*** Data supplied Section Begins ***

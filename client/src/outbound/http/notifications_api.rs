//! Authenticated notification endpoint adapter.

use std::sync::Arc;

use async_trait::async_trait;

use crate::domain::error::ClientResult;
use crate::domain::feeds::NotificationItem;
use crate::domain::http_client::AuthHttpClient;
use crate::domain::ports::{ApiRequest, NotificationsApi};

use super::expect_success;

/// Notification endpoint client over the authenticated HTTP client.
pub struct HttpNotificationsApi {
    client: Arc<AuthHttpClient>,
}

impl HttpNotificationsApi {
    /// Build a client over the authenticated HTTP client.
    #[must_use]
    pub fn new(client: Arc<AuthHttpClient>) -> Self {
        Self { client }
    }
}

#[async_trait]
impl NotificationsApi for HttpNotificationsApi {
    async fn list(&self) -> ClientResult<Vec<NotificationItem>> {
        let response = self.client.execute(ApiRequest::get("/api/notifications")).await?;
        expect_success(response)?.json()
    }

    async fn mark_read(&self, id: &str) -> ClientResult<()> {
        let request = ApiRequest::patch(
            format!("/api/notifications/{id}"),
            serde_json::json!({ "read": true }),
        );
        expect_success(self.client.execute(request).await?).map(|_| ())
    }

    async fn mark_all_read(&self) -> ClientResult<()> {
        let request =
            ApiRequest::patch("/api/notifications", serde_json::json!({ "read": true }));
        expect_success(self.client.execute(request).await?).map(|_| ())
    }

    async fn delete(&self, id: &str) -> ClientResult<()> {
        let request = ApiRequest::delete(format!("/api/notifications/{id}"));
        expect_success(self.client.execute(request).await?).map(|_| ())
    }
}
//! Authenticated favorites and cart endpoint adapter.

use std::sync::Arc;

use async_trait::async_trait;
use serde::Deserialize;

use crate::domain::error::ClientResult;
use crate::domain::http_client::AuthHttpClient;
use crate::domain::ports::{ApiRequest, CartKey, ShoppingApi};
use crate::domain::shopping::CartItem;

use super::expect_success;

#[derive(Debug, Deserialize)]
#[serde(rename_all = "camelCase")]
struct FavoriteDto {
    product_id: String,
}

/// Favorites and cart endpoint client over the authenticated HTTP client.
pub struct HttpShoppingApi {
    client: Arc<AuthHttpClient>,
}

impl HttpShoppingApi {
    /// Build a client over the authenticated HTTP client.
    #[must_use]
    pub fn new(client: Arc<AuthHttpClient>) -> Self {
        Self { client }
    }
}

#[async_trait]
impl ShoppingApi for HttpShoppingApi {
    async fn list_favorites(&self) -> ClientResult<Vec<String>> {
        let response = self.client.execute(ApiRequest::get("/api/favorites")).await?;
        let favorites: Vec<FavoriteDto> = expect_success(response)?.json()?;
        Ok(favorites
            .into_iter()
            .map(|favorite| favorite.product_id)
            .collect())
    }

    async fn set_favorite(&self, product_id: &str, favorited: bool) -> ClientResult<()> {
        let request = if favorited {
            ApiRequest::post(
                "/api/favorites",
                serde_json::json!({ "productId": product_id }),
            )
        } else {
            ApiRequest::delete(format!("/api/favorites/{product_id}"))
        };
        expect_success(self.client.execute(request).await?).map(|_| ())
    }

    async fn fetch_cart(&self) -> ClientResult<Vec<CartItem>> {
        let response = self.client.execute(ApiRequest::get("/api/cart")).await?;
        expect_success(response)?.json()
    }

    async fn upsert_cart_item(&self, item: &CartItem) -> ClientResult<()> {
        let request = ApiRequest::post("/api/cart/items", serde_json::json!(item));
        expect_success(self.client.execute(request).await?).map(|_| ())
    }

    async fn remove_cart_item(&self, key: &CartKey) -> ClientResult<()> {
        let mut request = ApiRequest::delete(format!("/api/cart/items/{}", key.product_id));
        if let Some(size) = &key.size {
            request = request.with_query("size", size);
        }
        expect_success(self.client.execute(request).await?).map(|_| ())
    }
}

*** Data supplied Section Ends ***

→ **Action item**
Give back each line above precisely as it stands.

→ **Result of this exercise**
filename client/src/outbound/http/notifications_api.rs
//! Authenticated notification endpoint adapter.

use std::sync::Arc;

use async_trait::async_trait;

use crate::domain::error::ClientResult;
use crate::domain::feeds::NotificationItem;
use crate::domain::http_client::AuthHttpClient;
use crate::domain::ports::{ApiRequest, NotificationsApi};

use super::expect_success;

/// Notification endpoint client over the authenticated HTTP client.
pub struct HttpNotificationsApi {
    client: Arc<AuthHttpClient>,
}

impl HttpNotificationsApi {
    /// Build a client over the authenticated HTTP client.
    #[must_use]
    pub fn new(client: Arc<AuthHttpClient>) -> Self {
        Self { client }
    }
}

#[async_trait]
impl NotificationsApi for HttpNotificationsApi {
    async fn list(&self) -> ClientResult<Vec<NotificationItem>> {
        let response = self.client.execute(ApiRequest::get("/api/notifications")).await?;
        expect_success(response)?.json()
    }

    async fn mark_read(&self, id: &str) -> ClientResult<()> {
        let request = ApiRequest::patch(
            format!("/api/notifications/{id}"),
            serde_json::json!({ "read": true }),
        );
        expect_success(self.client.execute(request).await?).map(|_| ())
    }

    async fn mark_all_read(&self) -> ClientResult<()> {
        let request =
            ApiRequest::patch("/api/notifications", serde_json::json!({ "read": true }));
        expect_success(self.client.execute(request).await?).map(|_| ())
    }

    async fn delete(&self, id: &str) -> ClientResult<()> {
        let request = ApiRequest::delete(format!("/api/notifications/{id}"));
        expect_success(self.client.execute(request).await?).map(|_| ())
    }
}
//! Authenticated favorites and cart endpoint adapter.

use std::sync::Arc;

use async_trait::async_trait;
use serde::Deserialize;

use crate::domain::error::ClientResult;
use crate::domain::http_client::AuthHttpClient;
use crate::domain::ports::{ApiRequest, CartKey, ShoppingApi};
use crate::domain::shopping::CartItem;

use super::expect_success;

#[derive(Debug, Deserialize)]
#[serde(rename_all = "camelCase")]
struct FavoriteDto {
    product_id: String,
}

/// Favorites and cart endpoint client over the authenticated HTTP client.
pub struct HttpShoppingApi {
    client: Arc<AuthHttpClient>,
}

impl HttpShoppingApi {
    /// Build a client over the authenticated HTTP client.
    #[must_use]
    pub fn new(client: Arc<AuthHttpClient>) -> Self {
        Self { client }
    }
}

#[async_trait]
impl ShoppingApi for HttpShoppingApi {
    async fn list_favorites(&self) -> ClientResult<Vec<String>> {
        let response = self.client.execute(ApiRequest::get("/api/favorites")).await?;
        let favorites: Vec<FavoriteDto> = expect_success(response)?.json()?;
        Ok(favorites
            .into_iter()
            .map(|favorite| favorite.product_id)
            .collect())
    }

    async fn set_favorite(&self, product_id: &str, favorited: bool) -> ClientResult<()> {
        let request = if favorited {
            ApiRequest::post(
                "/api/favorites",
                serde_json::json!({ "productId": product_id }),
            )
        } else {
            ApiRequest::delete(format!("/api/favorites/{product_id}"))
        };
        expect_success(self.client.execute(request).await?).map(|_| ())
    }

    async fn fetch_cart(&self) -> ClientResult<Vec<CartItem>> {
        let response = self.client.execute(ApiRequest::get("/api/cart")).await?;
        expect_success(response)?.json()
    }

    async fn upsert_cart_item(&self, item: &CartItem) -> ClientResult<()> {
        let request = ApiRequest::post("/api/cart/items", serde_json::json!(item));
        expect_success(self.client.execute(request).await?).map(|_| ())
    }

    async fn remove_cart_item(&self, key: &CartKey) -> ClientResult<()> {
        let mut request = ApiRequest::delete(format!("/api/cart/items/{}", key.product_id));
        if let Some(size) = &key.size {
            request = request.with_query("size", size);
        }
        expect_success(self.client.execute(request).await?).map(|_| ())
    }
}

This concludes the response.